Well, it’s come to this. Sitting outside my shop wondering what I can do now. Why did the big supermarkets have to come and destroy my business? Six decades my family has run this shop serving people in this small community. Yes, I remember the day dear old Dad opened this shop. Parson’s hardware with everything you need. Dad died after having worked in this shop for thirty years. Sixteen I was when I first started working with Dad and I took over the business on Dad’s death. Hardware is all I sold but I had a thriving business in this little town, and I thought I was a big part of it. Then after all these years of hard work, the supermarkets moved in and offered hardware at cheaper prices. Soon customers started deserting my shop and although I tried to fool myself it wasn’t happening, I had to finally admit that I was the loser. Reality hit me like a bullet when the banks refused to finance me to stay open. Not that I can really blame them. Mary tried to keep me going but on Monday, even she had to admit it was hopeless. So today, I removed what stock was unsold, removed the signs, drew down the blinds and closed the shop and I’m just sitting here wondering if my life is worth anything before I go home to Mary.
This was the first time I wrote a monologue based on a Hopper painting and it was most rewarding if a little sad.
I am aware that we cannot use this method all the time to encourage out students to write but it is a way in and when they have tried this work, they will not be quite as reluctant to write later because they will discover that they can write and write creatively and imaginatively.
Writing a story based on last letter first word
Before I finish this article, I would like to show you another way we can inspire our students to write but this time, to draft a story. I ask students to think of famous children’s stories and the characters involved. I also ask them to think of children’s nursery rhymes and characters. I then pair the students or place them in small groups to see if they can produce a story using the improvisation method. I have here a piece written by an advanced student working alone and who used the names of two characters from a short nursery rhyme to draft a short story. I am delighted I still have it in my possession to share it with you. Here it is.

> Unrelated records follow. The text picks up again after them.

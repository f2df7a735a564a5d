// Event log file wiring through the factory.
//
// Installs the global subscriber, so it lives in its own test binary.

use grabit_config::AppConfig;
use grabit_db::{DeviceRepository, DeviceRepositoryFactory};
use std::fs;

#[tokio::test]
async fn test_app_config_repository_appends_to_event_log() {
    let dir = tempfile::tempdir().unwrap();
    let mut config = AppConfig::default();
    config.database.host = "127.0.0.1".to_string();
    config.database.port = 1;
    config.logging.directory = dir.path().to_string_lossy().into_owned();

    let devices = DeviceRepositoryFactory::new()
        .from_app_config(&config)
        .expect("valid config");

    assert_eq!(devices.insert("scanner-1", "scanner").await, None);

    let contents = fs::read_to_string(dir.path().join(&config.logging.file_name))
        .expect("event log written");
    assert!(contents.contains("ERROR"));
    assert!(contents.contains("Cannot connect to Server"));
}
//! MySQL implementation of the device repository
//!
//! All statements are parameterized; names and types are never spliced into
//! SQL text.

use crate::error::DbError;
use crate::models::{Device, DeviceStatus};
use crate::repositories::device::DeviceRepository;
use crate::DbClient;
use grabit_common::log_error;
use sqlx::mysql::MySqlRow;
use sqlx::Row;
use std::future::Future;
use tokio::sync::Mutex;
use tracing::{debug, info};

const CREATE_DEVICES_TABLE: &str = r#"
    CREATE TABLE IF NOT EXISTS devices (
        device_id INT NOT NULL AUTO_INCREMENT PRIMARY KEY,
        name VARCHAR(255) NOT NULL,
        `type` VARCHAR(255) NOT NULL,
        status ENUM('AVAILABLE', 'BUSY') NOT NULL DEFAULT 'AVAILABLE'
    )
"#;

const INSERT_DEVICE: &str = "INSERT INTO devices (name, `type`, status) VALUES (?, ?, ?)";

const UPDATE_DEVICE_STATUS: &str = "UPDATE devices SET status = ? WHERE device_id = ?";

const DELETE_DEVICE: &str = "DELETE FROM devices WHERE device_id = ?";

const SELECT_DEVICES: &str = r#"
    SELECT device_id, name, `type`, status
    FROM devices
    ORDER BY device_id
"#;

const SELECT_DEVICE_BY_ID: &str = r#"
    SELECT device_id, name, `type`, status
    FROM devices
    WHERE device_id = ?
"#;

const COUNT_DEVICES: &str = "SELECT COUNT(*) FROM devices";

/// MySQL implementation of the device repository
#[derive(Debug)]
pub struct SqlDeviceRepository {
    /// The database client
    db_client: DbClient,
    /// Held from open to close so concurrent calls take turns on the slot
    serial: Mutex<()>,
}

impl SqlDeviceRepository {
    /// Create a new SQL device repository
    pub fn new(db_client: DbClient) -> Self {
        Self {
            db_client,
            serial: Mutex::new(()),
        }
    }

    /// The client whose connection every operation goes through
    pub fn client(&self) -> &DbClient {
        &self.db_client
    }

    /// Open a connection, drive `statement` to completion, close the connection.
    ///
    /// `statement` is lazy, so it only touches the connection slot once the
    /// connection is open. Any failure is logged and replaced by `fallback`.
    /// Calls on the same repository run one at a time.
    async fn run<T, F>(&self, operation: &'static str, fallback: T, statement: F) -> T
    where
        F: Future<Output = Result<T, DbError>>,
    {
        let _turn = self.serial.lock().await;

        if !self.db_client.open_connection().await {
            debug!(operation, "Skipping statement without a connection");
            return fallback;
        }

        let outcome = statement.await;
        self.db_client.close_connection().await;

        match outcome {
            Ok(value) => value,
            Err(e) => {
                log_error(
                    &e,
                    &format!("Device {} failed [{}]", operation, e.category()),
                );
                fallback
            }
        }
    }

    async fn create_table(&self) -> Result<bool, DbError> {
        let mut slot = self.db_client.connection().await;
        let connection = slot.as_mut().ok_or(DbError::NotConnected)?;

        sqlx::query(CREATE_DEVICES_TABLE)
            .execute(connection)
            .await
            .map_err(|e| DbError::QueryError(e.to_string()))?;

        info!("Device schema initialized successfully");
        Ok(true)
    }

    async fn insert_row(&self, name: &str, kind: &str) -> Result<Option<i32>, DbError> {
        let mut slot = self.db_client.connection().await;
        let connection = slot.as_mut().ok_or(DbError::NotConnected)?;

        let result = sqlx::query(INSERT_DEVICE)
            .bind(name)
            .bind(kind)
            .bind(DeviceStatus::Available.as_str())
            .execute(connection)
            .await
            .map_err(|e| DbError::QueryError(e.to_string()))?;

        let id = i32::try_from(result.last_insert_id()).map_err(|_| {
            DbError::QueryError(format!(
                "generated device id {} does not fit an INT column",
                result.last_insert_id()
            ))
        })?;
        info!(device_id = id, "Device inserted");
        Ok(Some(id))
    }

    async fn set_status(&self, id: i32, status: DeviceStatus) -> Result<bool, DbError> {
        let mut slot = self.db_client.connection().await;
        let connection = slot.as_mut().ok_or(DbError::NotConnected)?;

        let result = sqlx::query(UPDATE_DEVICE_STATUS)
            .bind(status.as_str())
            .bind(id)
            .execute(connection)
            .await
            .map_err(|e| DbError::QueryError(e.to_string()))?;

        Ok(result.rows_affected() > 0)
    }

    async fn delete_row(&self, id: i32) -> Result<bool, DbError> {
        let mut slot = self.db_client.connection().await;
        let connection = slot.as_mut().ok_or(DbError::NotConnected)?;

        let result = sqlx::query(DELETE_DEVICE)
            .bind(id)
            .execute(connection)
            .await
            .map_err(|e| DbError::QueryError(e.to_string()))?;

        Ok(result.rows_affected() > 0)
    }

    async fn fetch_all(&self) -> Result<Vec<Device>, DbError> {
        let mut slot = self.db_client.connection().await;
        let connection = slot.as_mut().ok_or(DbError::NotConnected)?;

        let rows = sqlx::query(SELECT_DEVICES)
            .fetch_all(connection)
            .await
            .map_err(|e| DbError::QueryError(e.to_string()))?;

        rows.iter().map(device_from_row).collect()
    }

    async fn fetch_one(&self, id: i32) -> Result<Option<Device>, DbError> {
        let mut slot = self.db_client.connection().await;
        let connection = slot.as_mut().ok_or(DbError::NotConnected)?;

        let row = sqlx::query(SELECT_DEVICE_BY_ID)
            .bind(id)
            .fetch_optional(connection)
            .await
            .map_err(|e| DbError::QueryError(e.to_string()))?;

        row.as_ref().map(device_from_row).transpose()
    }

    async fn count_rows(&self) -> Result<i64, DbError> {
        let mut slot = self.db_client.connection().await;
        let connection = slot.as_mut().ok_or(DbError::NotConnected)?;

        sqlx::query_scalar::<_, i64>(COUNT_DEVICES)
            .fetch_one(connection)
            .await
            .map_err(|e| DbError::QueryError(e.to_string()))
    }
}

fn device_from_row(row: &MySqlRow) -> Result<Device, DbError> {
    let status: String = row.try_get("status")?;

    Ok(Device {
        id: row.try_get("device_id")?,
        name: row.try_get("name")?,
        kind: row.try_get("type")?,
        status: status.parse().map_err(DbError::QueryError)?,
    })
}

impl DeviceRepository for SqlDeviceRepository {
    async fn init_schema(&self) -> bool {
        debug!("Initializing device schema");
        self.run("init_schema", false, self.create_table()).await
    }

    async fn insert(&self, name: &str, kind: &str) -> Option<i32> {
        debug!("Inserting device {} of type {}", name, kind);
        self.run("insert", None, self.insert_row(name, kind)).await
    }

    async fn update(&self, id: i32) -> bool {
        debug!("Marking device {} busy", id);
        self.run("update", false, self.set_status(id, DeviceStatus::Busy))
            .await
    }

    async fn delete(&self, id: i32) -> bool {
        debug!("Deleting device {}", id);
        self.run("delete", false, self.delete_row(id)).await
    }

    async fn select(&self) -> Vec<String> {
        self.find_all()
            .await
            .iter()
            .map(ToString::to_string)
            .collect()
    }

    async fn count(&self) -> i64 {
        self.run("count", 0, self.count_rows()).await
    }

    async fn find_all(&self) -> Vec<Device> {
        self.run("find_all", Vec::new(), self.fetch_all()).await
    }

    async fn find_by_id(&self, id: i32) -> Option<Device> {
        self.run("find_by_id", None, self.fetch_one(id)).await
    }
}
//! Factory for creating device repositories

use crate::error::DbError;
use crate::repositories::device_sql::SqlDeviceRepository;
use crate::{DbClient, RepositoryFactory};
use grabit_config::{AppConfig, DatabaseConfig};
use tracing::debug;

/// Factory for creating device repositories
#[derive(Debug, Clone)]
pub struct DeviceRepositoryFactory;

impl DeviceRepositoryFactory {
    /// Create a new device repository factory
    pub fn new() -> Self {
        Self
    }

    /// Create a repository from a database configuration
    ///
    /// # Errors
    ///
    /// Returns [`DbError::ConfigError`] when the configuration is unusable.
    pub fn from_db_config(
        &self,
        db_config: &DatabaseConfig,
    ) -> Result<SqlDeviceRepository, DbError> {
        debug!("Creating device repository from database configuration");
        let db_client = DbClient::from_config(db_config)?;
        Ok(self.create_repository(db_client))
    }

    /// Create a repository from the application configuration
    ///
    /// Also installs the console + event log subscriber described by the
    /// `[logging]` section, unless a global subscriber is already set.
    ///
    /// # Errors
    ///
    /// Returns [`DbError::ConfigError`] when the database section is unusable.
    pub fn from_app_config(&self, config: &AppConfig) -> Result<SqlDeviceRepository, DbError> {
        grabit_common::logging::init_from_config(&config.logging);
        self.from_db_config(&config.database)
    }
}

impl Default for DeviceRepositoryFactory {
    fn default() -> Self {
        Self::new()
    }
}

impl RepositoryFactory<SqlDeviceRepository, DbClient> for DeviceRepositoryFactory {
    fn create_repository(&self, db_client: DbClient) -> SqlDeviceRepository {
        SqlDeviceRepository::new(db_client)
    }
}

#[cfg(test)]
mod tests {
    use super::*;

    #[test]
    fn test_from_app_config_uses_database_section() {
        let dir = tempfile::tempdir().unwrap();
        let mut config = AppConfig::default();
        config.logging.directory = dir.path().to_string_lossy().into_owned();

        let repository = DeviceRepositoryFactory::new()
            .from_app_config(&config)
            .unwrap();

        assert_eq!(
            repository.client().to_string(),
            "DbClient(localhost:3306/grabitdb)"
        );
    }

    #[test]
    fn test_invalid_config_is_reported() {
        let config = DatabaseConfig {
            database: String::new(),
            ..DatabaseConfig::default()
        };

        let err = DeviceRepositoryFactory::default()
            .from_db_config(&config)
            .unwrap_err();

        assert!(matches!(err, DbError::ConfigError(_)));
    }
}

Jack and Jill went up the hill to fetch a pale of water.
Regarding them with interest was Nelly the dragon.
Nelly was always hungry, and she grabbed unsuspecting Jack and Jill.
Locking them in a cage, she said she would have them for dessert.
Terrified, Jack and Jill began to yell very loudly for help.
Percy, the guardian of the hill, heard their screams.
“So,” he said. “Nelly the dragon has been up to no good.”
Directly, he confronted Nelly in her cave and demanded that she show him the cage where Jack and Jill were being kept.
Too scared to resist Percy who was terrifying when he was angry, Nelly unlocked the cage and said, “I was only keeping Jack and Jill so they could show me how to cook dessert.”
Though Jack and Jill had been quite frightened, they forgave Nelly on the condition that she never locked up children again and never lied again.
Nelly agreed and said she was deeply sorry.
Yes, she really was sorry and the next day, Jack and Jill and Percy too went up the hill and gave Nelly a delicious dessert they had cooked, and they all sat down together in Nelly’s cave and ate the dessert all up.
I hope you enjoyed reading these activities which are included in my book soon to be published and I do hope you try these before using them in class.